I have the following equivalent representations for a hyperplane:
$H:=\{x\in\mathbb{R}^n\vert w^T\cdot x=d\},\quad w\in\mathbb{R}^n,d\in\mathbb{R}$ fixed
and
$H_2=\left\{x_0+\sum_{i=1}^{n-1}\lambda_i v_i\,\middle\vert\,\lambda_i\in\mathbb{R}\right\}\subseteq\mathbb{R}^n$ with $v_i$ linearly independent and $x_0\in\mathbb{R}^n$ fixed
In words the first representation of a hyperplane is described by an fixed angle represented by $d$ and a fixed vector given by $w$ so that every $x$ with the scalar product $w^T\cdot x=d$ has to lay on the same hyperplane. So all points belonging to the hyperplane are in $H$.
The $x_0$ in $H_2$ should be equivalent to the $w$ in $H$ and the sum represents a point in the hyperplane as combination of $n-1$ linearly independent vectors, since the vectors are fixed all points have to be on the same hyperplane.
I can describe this equivalency easily with words but I am not able to show it mathematically. Could you please help me with this task?
We need that $w\neq 0$, and that $v_1, v_2, \ldots, v_{n-1}$ are linearly independent and all orthogonal to $w$ (implying among other things that $\{w, v_1, v_2, \ldots, v_{n-1}\}$ is a basis of $\Bbb R^n$). And we need $w\cdot x_0 = d$. Once those assumptions are out of the way, we can start showing that the two descriptions give the same hyperplane (if any of these assumptions fail, then they do not describe the same hyperplane).
Choose any $\lambda_i$ for $i$ from $1$ to $n-1$, and calculate $$ w\cdot \left(x_0 + \sum_{i = 1}^{n-1}\lambda_iv_i\right) $$ and you will see that you get $d$. So any vector in $H_2$ will be in $H$.

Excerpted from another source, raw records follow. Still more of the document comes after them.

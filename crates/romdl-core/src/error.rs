//! Error taxonomy for everything above the transport layer.
//!
//! Transport failures inside `fetch_listing` / `download` never show up here;
//! they are normalized into a [`ContentResult`](crate::fetch::ContentResult).
//! Callers turn a failed `ContentResult` into [`RomdlError::Fetch`] or
//! [`RomdlError::Download`] themselves.

use thiserror::Error;

/// Errors surfaced by sources, the registry, and the orchestrator.
#[derive(Debug, Error)]
pub enum RomdlError {
    /// Listing page unreachable or returned an error status.
    #[error("failed to fetch listing {url}: HTTP {status}: {message}")]
    Fetch {
        url: String,
        status: u32,
        message: String,
    },

    /// Expected HTML structure is absent (table, row, anchor, attribute).
    #[error("listing parse error: {0}")]
    Parse(String),

    /// Binary download failed after exhausting retries.
    #[error("failed to download {url}: HTTP {status}: {message}")]
    Download {
        url: String,
        status: u32,
        message: String,
    },

    /// A source with the same key is already registered on the console.
    #[error("source already registered for {platform}: {url}")]
    DuplicateSource { platform: String, url: String },

    /// Unknown platform identifier, or a platform with no registered sources.
    #[error("unsupported platform: {0}")]
    UnsupportedPlatform(String),

    /// A candidate refers to a source that is not (or no longer) registered.
    #[error("no source {url} registered for {platform}")]
    SourceNotFound { platform: String, url: String },

    /// 1-based pick outside the candidate list.
    #[error("selection {index} is out of range (1..={count})")]
    InvalidSelection { index: usize, count: usize },
}

pub type Result<T> = std::result::Result<T, RomdlError>;

impl RomdlError {
    pub(crate) fn parse(msg: impl Into<String>) -> Self {
        RomdlError::Parse(msg.into())
    }
}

As for inclusion the other way, take a vector $x$ such that $w\cdot x = d$. Consider the vector $x-x_0$, and write it out as a linear combination in the basis given by $w$ and the $v_i$: $$ x-x_0 = \lambda_0w + \sum_{i = 1}^{n-1}\lambda_iv_i $$ Taking the dot product with $w$ reveals that $\lambda_0 = 0$ (as $w\cdot (x-x_0) = 0$ and $w\cdot v_i = 0$ and $w\cdot w \neq 0$), so we get $$ x-x_0 = \sum_{i = 1}^{n-1}\lambda_iv_i $$ Add $x_0$ to both sides, and you're done.